** Opening Extracted material block **

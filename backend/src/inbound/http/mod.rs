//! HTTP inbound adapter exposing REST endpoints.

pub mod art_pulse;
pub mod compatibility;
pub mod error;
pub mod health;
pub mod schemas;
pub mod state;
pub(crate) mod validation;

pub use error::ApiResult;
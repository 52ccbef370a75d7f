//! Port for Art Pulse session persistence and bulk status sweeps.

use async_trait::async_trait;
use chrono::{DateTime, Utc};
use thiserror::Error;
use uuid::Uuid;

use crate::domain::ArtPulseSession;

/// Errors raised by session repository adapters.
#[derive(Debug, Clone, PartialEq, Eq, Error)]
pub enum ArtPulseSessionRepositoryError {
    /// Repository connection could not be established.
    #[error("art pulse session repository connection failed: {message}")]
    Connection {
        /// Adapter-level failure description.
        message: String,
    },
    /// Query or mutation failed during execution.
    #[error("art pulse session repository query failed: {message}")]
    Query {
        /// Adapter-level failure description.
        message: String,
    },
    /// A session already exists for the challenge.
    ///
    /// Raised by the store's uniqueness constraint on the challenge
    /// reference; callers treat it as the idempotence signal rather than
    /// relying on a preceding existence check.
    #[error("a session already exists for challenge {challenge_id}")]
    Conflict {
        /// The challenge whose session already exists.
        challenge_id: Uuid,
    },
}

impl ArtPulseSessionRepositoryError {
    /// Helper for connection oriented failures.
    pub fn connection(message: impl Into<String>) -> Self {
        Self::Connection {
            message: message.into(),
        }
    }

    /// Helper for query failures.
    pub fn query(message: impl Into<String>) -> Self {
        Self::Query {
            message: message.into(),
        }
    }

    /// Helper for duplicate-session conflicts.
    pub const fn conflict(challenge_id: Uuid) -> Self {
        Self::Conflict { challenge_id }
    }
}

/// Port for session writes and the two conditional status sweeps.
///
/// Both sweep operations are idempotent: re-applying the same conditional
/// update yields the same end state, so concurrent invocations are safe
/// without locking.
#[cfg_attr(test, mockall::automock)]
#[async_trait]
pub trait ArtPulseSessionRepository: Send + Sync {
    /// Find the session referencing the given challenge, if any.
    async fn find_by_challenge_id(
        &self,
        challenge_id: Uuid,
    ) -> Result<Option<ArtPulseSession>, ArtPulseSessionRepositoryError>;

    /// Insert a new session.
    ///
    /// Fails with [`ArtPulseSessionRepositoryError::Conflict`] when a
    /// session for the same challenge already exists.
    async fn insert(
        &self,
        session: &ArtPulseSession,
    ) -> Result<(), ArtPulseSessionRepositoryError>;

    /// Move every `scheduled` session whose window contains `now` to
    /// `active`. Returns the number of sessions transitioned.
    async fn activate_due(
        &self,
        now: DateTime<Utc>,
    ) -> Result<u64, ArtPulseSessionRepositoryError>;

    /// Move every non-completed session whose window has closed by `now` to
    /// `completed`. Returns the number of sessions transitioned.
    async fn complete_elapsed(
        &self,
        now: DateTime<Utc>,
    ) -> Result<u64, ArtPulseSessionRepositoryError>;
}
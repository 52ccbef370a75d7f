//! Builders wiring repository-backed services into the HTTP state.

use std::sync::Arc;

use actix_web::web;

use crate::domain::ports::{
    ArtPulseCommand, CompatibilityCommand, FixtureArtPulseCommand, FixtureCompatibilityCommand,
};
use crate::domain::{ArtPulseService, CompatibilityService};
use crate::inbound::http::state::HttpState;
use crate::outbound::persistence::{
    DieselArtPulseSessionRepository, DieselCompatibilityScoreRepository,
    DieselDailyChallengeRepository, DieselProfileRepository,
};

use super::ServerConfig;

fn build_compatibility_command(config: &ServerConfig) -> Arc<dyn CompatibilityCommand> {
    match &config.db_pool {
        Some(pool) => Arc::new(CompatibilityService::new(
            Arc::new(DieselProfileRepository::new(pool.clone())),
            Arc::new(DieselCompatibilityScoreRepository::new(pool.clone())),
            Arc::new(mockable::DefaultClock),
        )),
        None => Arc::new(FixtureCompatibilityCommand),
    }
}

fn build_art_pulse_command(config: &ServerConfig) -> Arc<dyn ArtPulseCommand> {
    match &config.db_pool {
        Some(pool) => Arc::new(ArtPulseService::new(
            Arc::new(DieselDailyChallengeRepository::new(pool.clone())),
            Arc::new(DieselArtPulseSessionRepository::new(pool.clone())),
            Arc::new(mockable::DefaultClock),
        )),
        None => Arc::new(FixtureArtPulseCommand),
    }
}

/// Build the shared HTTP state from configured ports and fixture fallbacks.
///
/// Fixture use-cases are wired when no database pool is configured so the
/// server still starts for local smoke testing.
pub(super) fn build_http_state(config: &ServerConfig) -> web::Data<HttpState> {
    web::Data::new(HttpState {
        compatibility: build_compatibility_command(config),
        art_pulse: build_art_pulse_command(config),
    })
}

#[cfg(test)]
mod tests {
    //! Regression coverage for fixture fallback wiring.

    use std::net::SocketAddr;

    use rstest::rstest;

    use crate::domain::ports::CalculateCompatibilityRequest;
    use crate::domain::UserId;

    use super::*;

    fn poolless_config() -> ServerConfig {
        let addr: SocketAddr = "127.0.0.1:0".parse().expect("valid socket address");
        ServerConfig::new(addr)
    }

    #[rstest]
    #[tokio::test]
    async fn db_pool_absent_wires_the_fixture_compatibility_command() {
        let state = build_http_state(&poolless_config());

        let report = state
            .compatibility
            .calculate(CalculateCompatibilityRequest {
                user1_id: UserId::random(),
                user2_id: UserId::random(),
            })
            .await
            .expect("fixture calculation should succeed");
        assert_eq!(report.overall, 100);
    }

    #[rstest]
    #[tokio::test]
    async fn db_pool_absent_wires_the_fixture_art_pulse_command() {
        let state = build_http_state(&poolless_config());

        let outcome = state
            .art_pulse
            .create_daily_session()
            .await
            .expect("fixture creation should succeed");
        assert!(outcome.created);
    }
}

** Closing Extracted material block **
** Opening Extracted material block **

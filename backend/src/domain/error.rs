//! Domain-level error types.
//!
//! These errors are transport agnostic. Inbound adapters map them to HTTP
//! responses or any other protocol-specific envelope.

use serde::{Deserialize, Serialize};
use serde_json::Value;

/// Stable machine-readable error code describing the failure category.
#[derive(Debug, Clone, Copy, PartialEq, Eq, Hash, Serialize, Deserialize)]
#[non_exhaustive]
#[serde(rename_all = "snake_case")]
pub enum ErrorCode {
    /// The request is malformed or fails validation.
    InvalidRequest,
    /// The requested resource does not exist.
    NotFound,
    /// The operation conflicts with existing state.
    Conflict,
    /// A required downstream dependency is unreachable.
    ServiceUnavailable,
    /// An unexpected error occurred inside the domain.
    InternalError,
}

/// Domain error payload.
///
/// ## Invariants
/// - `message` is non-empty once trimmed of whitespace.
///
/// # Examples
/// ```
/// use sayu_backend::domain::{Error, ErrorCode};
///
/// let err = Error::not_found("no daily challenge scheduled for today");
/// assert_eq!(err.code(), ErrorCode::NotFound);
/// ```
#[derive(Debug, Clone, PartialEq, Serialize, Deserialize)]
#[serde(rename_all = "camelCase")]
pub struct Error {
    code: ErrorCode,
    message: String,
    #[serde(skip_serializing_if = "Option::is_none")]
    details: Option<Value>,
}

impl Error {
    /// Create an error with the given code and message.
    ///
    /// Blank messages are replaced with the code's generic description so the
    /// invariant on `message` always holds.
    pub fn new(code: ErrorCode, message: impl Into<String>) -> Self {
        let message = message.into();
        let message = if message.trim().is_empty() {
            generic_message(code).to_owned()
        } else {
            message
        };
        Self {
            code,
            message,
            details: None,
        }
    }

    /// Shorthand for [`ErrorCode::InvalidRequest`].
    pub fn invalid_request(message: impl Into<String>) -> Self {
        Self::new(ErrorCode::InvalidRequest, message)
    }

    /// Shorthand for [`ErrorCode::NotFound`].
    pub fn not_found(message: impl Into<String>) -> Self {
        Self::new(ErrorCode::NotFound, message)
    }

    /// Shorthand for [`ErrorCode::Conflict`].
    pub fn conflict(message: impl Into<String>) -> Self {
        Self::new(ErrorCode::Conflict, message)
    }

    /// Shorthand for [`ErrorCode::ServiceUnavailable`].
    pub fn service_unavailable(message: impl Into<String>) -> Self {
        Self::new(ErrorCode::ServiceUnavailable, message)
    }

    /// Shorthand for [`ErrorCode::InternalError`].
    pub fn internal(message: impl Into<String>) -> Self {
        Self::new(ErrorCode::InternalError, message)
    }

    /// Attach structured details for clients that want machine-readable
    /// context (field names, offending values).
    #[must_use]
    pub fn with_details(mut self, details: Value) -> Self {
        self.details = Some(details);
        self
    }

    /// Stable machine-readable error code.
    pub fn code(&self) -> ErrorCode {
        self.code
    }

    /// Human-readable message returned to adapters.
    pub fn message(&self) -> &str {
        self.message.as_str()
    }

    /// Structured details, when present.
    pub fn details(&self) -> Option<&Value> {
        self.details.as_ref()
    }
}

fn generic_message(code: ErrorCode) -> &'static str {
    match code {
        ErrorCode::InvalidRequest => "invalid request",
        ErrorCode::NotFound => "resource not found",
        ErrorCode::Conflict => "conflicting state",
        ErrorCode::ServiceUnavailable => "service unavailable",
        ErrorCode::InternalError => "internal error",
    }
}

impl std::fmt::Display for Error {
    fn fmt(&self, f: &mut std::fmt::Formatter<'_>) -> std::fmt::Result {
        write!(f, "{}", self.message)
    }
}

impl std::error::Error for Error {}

** Closing Extracted material block **
** Opening Extracted material block **

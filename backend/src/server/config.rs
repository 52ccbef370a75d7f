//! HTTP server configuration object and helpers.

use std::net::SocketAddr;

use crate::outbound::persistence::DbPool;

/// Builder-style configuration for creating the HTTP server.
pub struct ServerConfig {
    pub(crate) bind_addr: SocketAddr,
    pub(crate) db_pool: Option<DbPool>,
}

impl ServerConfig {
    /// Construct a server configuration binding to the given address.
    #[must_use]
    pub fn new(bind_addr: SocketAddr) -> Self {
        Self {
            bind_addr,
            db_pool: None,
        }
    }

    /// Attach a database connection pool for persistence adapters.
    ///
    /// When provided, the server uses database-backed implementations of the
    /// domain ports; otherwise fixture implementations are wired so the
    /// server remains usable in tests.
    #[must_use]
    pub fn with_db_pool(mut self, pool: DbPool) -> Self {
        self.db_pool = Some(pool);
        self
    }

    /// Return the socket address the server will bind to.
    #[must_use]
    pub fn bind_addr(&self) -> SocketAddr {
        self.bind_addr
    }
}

** Closing Extracted material block **

§ Work item:
Above are several records. Count the lines among them that contain "sweeps" and give only the total.

§ Result of this exercise:
2